Eilidh’s mind was weary from her encounter with the blood faerie, but her body was able. As soon as Munro’s attention moved away, she sprang to her feet and darted south, dashing through traffic. She narrowly avoided a passing car, and she cursed. Normally, her perception would allow her to flit through the moving cars before drivers saw her. Today she felt like a lumbering cow. A sounding horn startled her.
She ran down Canal Street until she came to the River Tay. Without glancing back to see if she was being pursued, she ran to the water’s edge and dove into the tidal river. Although in earth magic, her season was the first, and air her primary element, she also had some small influence with the second. She allowed herself to feel the natural flows of the cold water. Without coming up for air, she let it carry her the short distance to the far side of Moncrieff Island and downriver, away from the city.
Recent rains made the swollen river flow swiftly to the east, so it took less than half an hour for Eilidh to reach the place where she intended to cross into fae territory. The cold Highland melt mixed with rainwater, and by the time Eilidh emerged from the river, she felt restored from her contact with the blood faerie. It disturbed her that she’d come so close to the humans. In twenty-five years, she’d managed to speak to them only on a handful of occasions. Most of those were in the early days before she’d grown accustomed to being alone.
Although she was not particularly strong in any of the Ways of Earth, fire was Eilidh’s weakest element, so she opted for a simple spell of air magic. Her white hair danced on end as a gust of wind swirled around her, blowing frigid air over her clothes to dry them.
She sat on the bank of the river and took off her leather shoes. Still damp, she laid them aside and stared at the flowing water. She recalled the times when she and Saor had snuck away from their home boundaries and swum in the moonlight. It hadn’t been too far from this spot. Using a shameful amount of effort, she mustered a little heat into a whirlwind she held in her hand.
Rather than continue, she decided to leave her garments slightly damp. It would be a mistake to approach the ever-fluxing kingdom boundaries at night. That was when the borders would come closest to the city. The Watchers would be more awake and better able to see her. No, she would do well to travel further, and meet the barriers when they were weakest. She should not delay.
Eilidh turned toward the hills and ran, fighting the fatigue that came from being awake in the middle of the day. She’d shaken off her earlier encounter and felt more herself with every step toward her former kingdom. She came upon long dirt roads that led through plastic-tented berry fields. Without missing a beat, she ran through them, not even bothering to shield her presence from the hunched field workers. Early on, she’d spent a great deal of energy trying to conceal her presence from the humans. That was before she’d realised they rarely paid attention.
Beyond the farms lay wide fields, separated by centuries-old stone dykes. Eilidh easily jumped the walls and dodged the sheep dotting the landscape. They scurried away as she ran, forcing her to acknowledge that she did not move as silently as her early training had required. A quarter of a century wasn’t long, not when her people often lived for more than a millennium, but long enough for her to become careless and loud-footed.
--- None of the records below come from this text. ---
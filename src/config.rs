// SPDX-License-Identifier: GPL-3.0-or-later

use serde::Deserialize;

#[derive(Debug, Deserialize)]
#[serde(default)]
pub struct OutputConfig {
    /// Root namespace, the group namespace is nested under it
    pub namespace: String,
    pub includes: Vec<String>,
    pub extension: String,
    /// Groups indexed by the fixed `Pin` type instead of a generated enum
    pub pin_indexed_groups: Vec<String>,
}

impl Default for OutputConfig {
    fn default() -> Self {
        Self {
            namespace: "cpp_stm32".to_string(),
            includes: vec![
                "cpp_stm32/hal/bit.hxx".to_string(),
                "cpp_stm32/hal/register.hxx".to_string(),
            ],
            extension: "hxx".to_string(),
            pin_indexed_groups: vec!["GPIO".to_string()],
        }
    }
}

#[derive(Debug, Deserialize)]
#[serde(default)]
pub struct FormatterConfig {
    pub command: String,
    pub args: Vec<String>,
}

impl Default for FormatterConfig {
    fn default() -> Self {
        Self {
            command: "clang-format".to_string(),
            args: vec!["-i".to_string(), "--style=file".to_string()],
        }
    }
}

#[derive(Debug, Deserialize)]
#[serde(default)]
pub struct Config {
    /// Holds `<vendor>/<target>.svd`
    pub svd_dir: String,
    pub output: OutputConfig,
    pub formatter: FormatterConfig,
}

impl Default for Config {
    fn default() -> Self {
        Self {
            svd_dir: "data".to_string(),
            output: Default::default(),
            formatter: Default::default(),
        }
    }
}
When she finally came to the forest’s edge, Eilidh hesitated. Once she stepped beyond this tree line, her life was forfeit. She might be able to find Saor, her childhood friend. They had often worked together in this very spot. They’d taken lessons together, played together, and when they approached adulthood, they’d trained and become Watchers together. Everyone assumed they would marry, but before Eilidh reached the requisite century mark, she’d been exiled. When they arrested her, he’d not come to see her. She’d never gotten the chance to say goodbye.
Eilidh held up her hand and touched the nearest tree. Why was she here? Was it really to warn her people about the blood faerie she’d encountered? Now she was no longer certain what had kept her feet running in this direction. If she did encounter Saor, he would be forced to either kill her or help her.
She shook her head and smirked at her own foolishness. Saor would kill her or he wouldn’t, but he was no longer hers. He would be close to a hundred and thirty, and if he hadn’t found someone else by now, she’d be shocked. Even to suspect that he would not have taken another was ridiculous. He would have grieved, but when he found out about Eilidh’s true nature, he would have counted himself lucky to escape her fate. As her childhood friend, no one would blame him for her crimes. If he’d been married to her though, the taint of her existence would never have left him.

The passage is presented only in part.